### TASK TO COMPLETE
The full set of records is to be reproduced verbatim.

### RECORD EXCERPTS
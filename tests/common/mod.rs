//! Shared test helpers.

pub mod recording_store;

pub use recording_store::RecordingStore;

use sheetsync::{InvoiceRecord, SyncConfig};

/// A record with the standard test shape.
pub fn record(uid: &str, amount: f64) -> InvoiceRecord {
    InvoiceRecord::new(uid, "test-hash")
        .with_field("invoice_number", uid)
        .with_field("amount", amount)
}

/// Engine config with fast retries and short leases.
pub fn test_config(writer_id: &str) -> SyncConfig {
    SyncConfig::for_testing(writer_id)
}
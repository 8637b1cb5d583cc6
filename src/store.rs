//! Remote store seam.
//!
//! Defines the interface the engine needs from the remote tabular backend:
//! four typed operations, each failing with a classified [`StoreError`].
//! The classification (transient vs permanent) is the contract the retry
//! controller depends on.
//!
//! The trait is object-safe (boxed futures) so tests can wrap any store
//! with recording and fault injection, and so the engine can be driven by
//! either the HTTP client ([`RestSheetClient`](crate::client::RestSheetClient))
//! or the in-process [`InMemorySheetStore`].
//!
//! # Row Addressing
//!
//! Rows are addressed by their 1-based sheet position. Row 1 is the header
//! row; data rows start at 2. The first cell of every data row is the
//! record uid (see [`SheetSchema`](crate::record::SheetSchema)).

use crate::error::StoreError;
use crate::record::RemoteRow;
use std::future::Future;
use std::pin::Pin;
use tokio::sync::RwLock;
use tracing::debug;

/// Result type for remote store operations.
pub type StoreResult<T> = std::result::Result<T, StoreError>;

/// Type alias for boxed async futures (reduces trait signature complexity).
pub type BoxFuture<'a, T> = Pin<Box<dyn Future<Output = StoreResult<T>> + Send + 'a>>;

/// An inclusive range of 1-based sheet rows.
#[derive(Debug, Clone, Copy, PartialEq, Eq)]
pub struct RowRange {
    /// First row of the range.
    pub start: u32,
    /// Last row, or `None` for "to the end of the sheet".
    pub end: Option<u32>,
}

impl RowRange {
    /// A single row.
    pub fn single(row: u32) -> Self {
        Self {
            start: row,
            end: Some(row),
        }
    }

    /// All rows from `start` to the end of the sheet.
    pub fn from_row(start: u32) -> Self {
        Self { start, end: None }
    }

    /// All data rows (row 2 onward).
    pub fn all_data() -> Self {
        Self::from_row(2)
    }

    /// Check if a row falls inside the range.
    pub fn contains(&self, row: u32) -> bool {
        row >= self.start && self.end.map_or(true, |end| row <= end)
    }
}

/// Trait defining what the engine needs from the remote tabular store.
///
/// Every operation may fail `Transient` (network timeout, 5xx, quota) or
/// `Permanent` (auth rejected, malformed request, sheet not found); see
/// [`StoreError`]. Implementations must serialize cells deterministically
/// (stable column ordering) so `Unchanged` detection is well-defined.
pub trait RemoteStore: Send + Sync + 'static {
    /// Full ordered read of all data rows.
    fn read_all(&self) -> BoxFuture<'_, Vec<RemoteRow>>;

    /// Append a row; returns the store-assigned 1-based row index.
    fn append_row(&self, cells: Vec<String>) -> BoxFuture<'_, u32>;

    /// Overwrite a row in place.
    fn update_row(&self, row_index: u32, cells: Vec<String>) -> BoxFuture<'_, ()>;

    /// Read a bounded range of data rows.
    ///
    /// Rows that fall outside the sheet are simply absent from the result;
    /// reading past the end is not an error.
    fn batch_read(&self, range: RowRange) -> BoxFuture<'_, Vec<RemoteRow>>;
}

/// In-process store for tests and standalone mode.
///
/// Stores rows for real (unlike a no-op stub) so the engine's uniqueness
/// and idempotence guarantees can be exercised without a network. Also
/// exposes mutators that simulate external edits: seeding rows behind the
/// engine's back and deleting rows with compaction (later rows shift up),
/// which is how a real spreadsheet misbehaves under manual cleanup.
#[derive(Default)]
pub struct InMemorySheetStore {
    rows: RwLock<Vec<Vec<String>>>,
}

impl InMemorySheetStore {
    /// Create an empty store.
    pub fn new() -> Self {
        Self::default()
    }

    /// Insert a row directly, bypassing the engine (simulates another
    /// writer or a human edit). Returns the assigned row index.
    pub async fn seed_row(&self, cells: Vec<String>) -> u32 {
        let mut rows = self.rows.write().await;
        rows.push(cells);
        rows.len() as u32 + 1
    }

    /// Delete a row with compaction: rows below shift up by one, as in a
    /// spreadsheet. Returns `true` if the row existed.
    pub async fn remove_row(&self, row_index: u32) -> bool {
        let mut rows = self.rows.write().await;
        let Some(idx) = Self::data_offset(row_index) else {
            return false;
        };
        if idx < rows.len() {
            rows.remove(idx);
            true
        } else {
            false
        }
    }

    /// Number of data rows currently stored.
    pub async fn row_count(&self) -> usize {
        self.rows.read().await.len()
    }

    /// Number of rows whose uid cell matches. Test assertions use this to
    /// verify uniqueness.
    pub async fn rows_with_uid(&self, uid: &str) -> usize {
        self.rows
            .read()
            .await
            .iter()
            .filter(|cells| cells.first().map(String::as_str) == Some(uid))
            .count()
    }

    /// Fetch a row's cells by sheet index.
    pub async fn cells_at(&self, row_index: u32) -> Option<Vec<String>> {
        let rows = self.rows.read().await;
        Self::data_offset(row_index).and_then(|idx| rows.get(idx).cloned())
    }

    fn data_offset(row_index: u32) -> Option<usize> {
        // Row 1 is the header; data starts at 2.
        row_index.checked_sub(2).map(|i| i as usize)
    }
}

impl RemoteStore for InMemorySheetStore {
    fn read_all(&self) -> BoxFuture<'_, Vec<RemoteRow>> {
        Box::pin(async move {
            let rows = self.rows.read().await;
            Ok(rows
                .iter()
                .enumerate()
                .map(|(i, cells)| RemoteRow::from_cells(i as u32 + 2, cells.clone()))
                .collect())
        })
    }

    fn append_row(&self, cells: Vec<String>) -> BoxFuture<'_, u32> {
        Box::pin(async move {
            let mut rows = self.rows.write().await;
            rows.push(cells);
            let row_index = rows.len() as u32 + 1;
            debug!(row_index, "Appended row");
            Ok(row_index)
        })
    }

    fn update_row(&self, row_index: u32, cells: Vec<String>) -> BoxFuture<'_, ()> {
        Box::pin(async move {
            let mut rows = self.rows.write().await;
            let idx = Self::data_offset(row_index)
                .filter(|&i| i < rows.len())
                .ok_or_else(|| {
                    StoreError::permanent("update_row", format!("row {} out of range", row_index))
                })?;
            rows[idx] = cells;
            debug!(row_index, "Updated row");
            Ok(())
        })
    }

    fn batch_read(&self, range: RowRange) -> BoxFuture<'_, Vec<RemoteRow>> {
        Box::pin(async move {
            let rows = self.rows.read().await;
            Ok(rows
                .iter()
                .enumerate()
                .map(|(i, cells)| (i as u32 + 2, cells))
                .filter(|(row_index, _)| range.contains(*row_index))
                .map(|(row_index, cells)| RemoteRow::from_cells(row_index, cells.clone()))
                .collect())
        })
    }
}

### OUTPUT FOR THIS EXERCISE
filename tests/common/mod.rs
//! Shared test helpers.

pub mod recording_store;

pub use recording_store::RecordingStore;

use sheetsync::{InvoiceRecord, SyncConfig};

/// A record with the standard test shape.
pub fn record(uid: &str, amount: f64) -> InvoiceRecord {
    InvoiceRecord::new(uid, "test-hash")
        .with_field("invoice_number", uid)
        .with_field("amount", amount)
}

/// Engine config with fast retries and short leases.
pub fn test_config(writer_id: &str) -> SyncConfig {
    SyncConfig::for_testing(writer_id)
}
repository 8637b1cb5d583cc6
filename src/store.rs
//! Remote store seam.
//!
//! Defines the interface the engine needs from the remote tabular backend:
//! four typed operations, each failing with a classified [`StoreError`].
//! The classification (transient vs permanent) is the contract the retry
//! controller depends on.
//!
//! The trait is object-safe (boxed futures) so tests can wrap any store
//! with recording and fault injection, and so the engine can be driven by
//! either the HTTP client ([`RestSheetClient`](crate::client::RestSheetClient))
//! or the in-process [`InMemorySheetStore`].
//!
//! # Row Addressing
//!
//! Rows are addressed by their 1-based sheet position. Row 1 is the header
//! row; data rows start at 2. The first cell of every data row is the
//! record uid (see [`SheetSchema`](crate::record::SheetSchema)).

use crate::error::StoreError;
use crate::record::RemoteRow;
use std::future::Future;
use std::pin::Pin;
use tokio::sync::RwLock;
use tracing::debug;

/// Result type for remote store operations.
pub type StoreResult<T> = std::result::Result<T, StoreError>;

/// Type alias for boxed async futures (reduces trait signature complexity).
pub type BoxFuture<'a, T> = Pin<Box<dyn Future<Output = StoreResult<T>> + Send + 'a>>;

/// An inclusive range of 1-based sheet rows.
#[derive(Debug, Clone, Copy, PartialEq, Eq)]
pub struct RowRange {
    /// First row of the range.
    pub start: u32,
    /// Last row, or `None` for "to the end of the sheet".
    pub end: Option<u32>,
}

impl RowRange {
    /// A single row.
    pub fn single(row: u32) -> Self {
        Self {
            start: row,
            end: Some(row),
        }
    }

    /// All rows from `start` to the end of the sheet.
    pub fn from_row(start: u32) -> Self {
        Self { start, end: None }
    }

    /// All data rows (row 2 onward).
    pub fn all_data() -> Self {
        Self::from_row(2)
    }

    /// Check if a row falls inside the range.
    pub fn contains(&self, row: u32) -> bool {
        row >= self.start && self.end.map_or(true, |end| row <= end)
    }
}

/// Trait defining what the engine needs from the remote tabular store.
///
/// Every operation may fail `Transient` (network timeout, 5xx, quota) or
/// `Permanent` (auth rejected, malformed request, sheet not found); see
/// [`StoreError`]. Implementations must serialize cells deterministically
/// (stable column ordering) so `Unchanged` detection is well-defined.
pub trait RemoteStore: Send + Sync + 'static {
    /// Full ordered read of all data rows.
    fn read_all(&self) -> BoxFuture<'_, Vec<RemoteRow>>;

    /// Append a row; returns the store-assigned 1-based row index.
    fn append_row(&self, cells: Vec<String>) -> BoxFuture<'_, u32>;

    /// Overwrite a row in place.
    fn update_row(&self, row_index: u32, cells: Vec<String>) -> BoxFuture<'_, ()>;

    /// Read a bounded range of data rows.
    ///
    /// Rows that fall outside the sheet are simply absent from the result;
    /// reading past the end is not an error.
    fn batch_read(&self, range: RowRange) -> BoxFuture<'_, Vec<RemoteRow>>;
}

/// In-process store for tests and standalone mode.
///
/// Stores rows for real (unlike a no-op stub) so the engine's uniqueness
/// and idempotence guarantees can be exercised without a network. Also
/// exposes mutators that simulate external edits: seeding rows behind the
/// engine's back and deleting rows with compaction (later rows shift up),
/// which is how a real spreadsheet misbehaves under manual cleanup.
#[derive(Default)]
pub struct InMemorySheetStore {
    rows: RwLock<Vec<Vec<String>>>,
}

impl InMemorySheetStore {
    /// Create an empty store.
    pub fn new() -> Self {
        Self::default()
    }

    /// Insert a row directly, bypassing the engine (simulates another
    /// writer or a human edit). Returns the assigned row index.
    pub async fn seed_row(&self, cells: Vec<String>) -> u32 {
        let mut rows = self.rows.write().await;
        rows.push(cells);
        rows.len() as u32 + 1
    }

    /// Delete a row with compaction: rows below shift up by one, as in a
    /// spreadsheet. Returns `true` if the row existed.
    pub async fn remove_row(&self, row_index: u32) -> bool {
        let mut rows = self.rows.write().await;
        let Some(idx) = Self::data_offset(row_index) else {
            return false;
        };
        if idx < rows.len() {
            rows.remove(idx);
            true
        } else {
            false
        }
    }

    /// Number of data rows currently stored.
    pub async fn row_count(&self) -> usize {
        self.rows.read().await.len()
    }

    /// Number of rows whose uid cell matches. Test assertions use this to
    /// verify uniqueness.
    pub async fn rows_with_uid(&self, uid: &str) -> usize {
        self.rows
            .read()
            .await
            .iter()
            .filter(|cells| cells.first().map(String::as_str) == Some(uid))
            .count()
    }

    /// Fetch a row's cells by sheet index.
    pub async fn cells_at(&self, row_index: u32) -> Option<Vec<String>> {
        let rows = self.rows.read().await;
        Self::data_offset(row_index).and_then(|idx| rows.get(idx).cloned())
    }

    fn data_offset(row_index: u32) -> Option<usize> {
        // Row 1 is the header; data starts at 2.
        row_index.checked_sub(2).map(|i| i as usize)
    }
}

impl RemoteStore for InMemorySheetStore {
    fn read_all(&self) -> BoxFuture<'_, Vec<RemoteRow>> {
        Box::pin(async move {
            let rows = self.rows.read().await;
            Ok(rows
                .iter()
                .enumerate()
                .map(|(i, cells)| RemoteRow::from_cells(i as u32 + 2, cells.clone()))
                .collect())
        })
    }

    fn append_row(&self, cells: Vec<String>) -> BoxFuture<'_, u32> {
        Box::pin(async move {
            let mut rows = self.rows.write().await;
            rows.push(cells);
            let row_index = rows.len() as u32 + 1;
            debug!(row_index, "Appended row");
            Ok(row_index)
        })
    }

    fn update_row(&self, row_index: u32, cells: Vec<String>) -> BoxFuture<'_, ()> {
        Box::pin(async move {
            let mut rows = self.rows.write().await;
            let idx = Self::data_offset(row_index)
                .filter(|&i| i < rows.len())
                .ok_or_else(|| {
                    StoreError::permanent("update_row", format!("row {} out of range", row_index))
                })?;
            rows[idx] = cells;
            debug!(row_index, "Updated row");
            Ok(())
        })
    }

    fn batch_read(&self, range: RowRange) -> BoxFuture<'_, Vec<RemoteRow>> {
        Box::pin(async move {
            let rows = self.rows.read().await;
            Ok(rows
                .iter()
                .enumerate()
                .map(|(i, cells)| (i as u32 + 2, cells))
                .filter(|(row_index, _)| range.contains(*row_index))
                .map(|(row_index, cells)| RemoteRow::from_cells(row_index, cells.clone()))
                .collect())
        })
    }
}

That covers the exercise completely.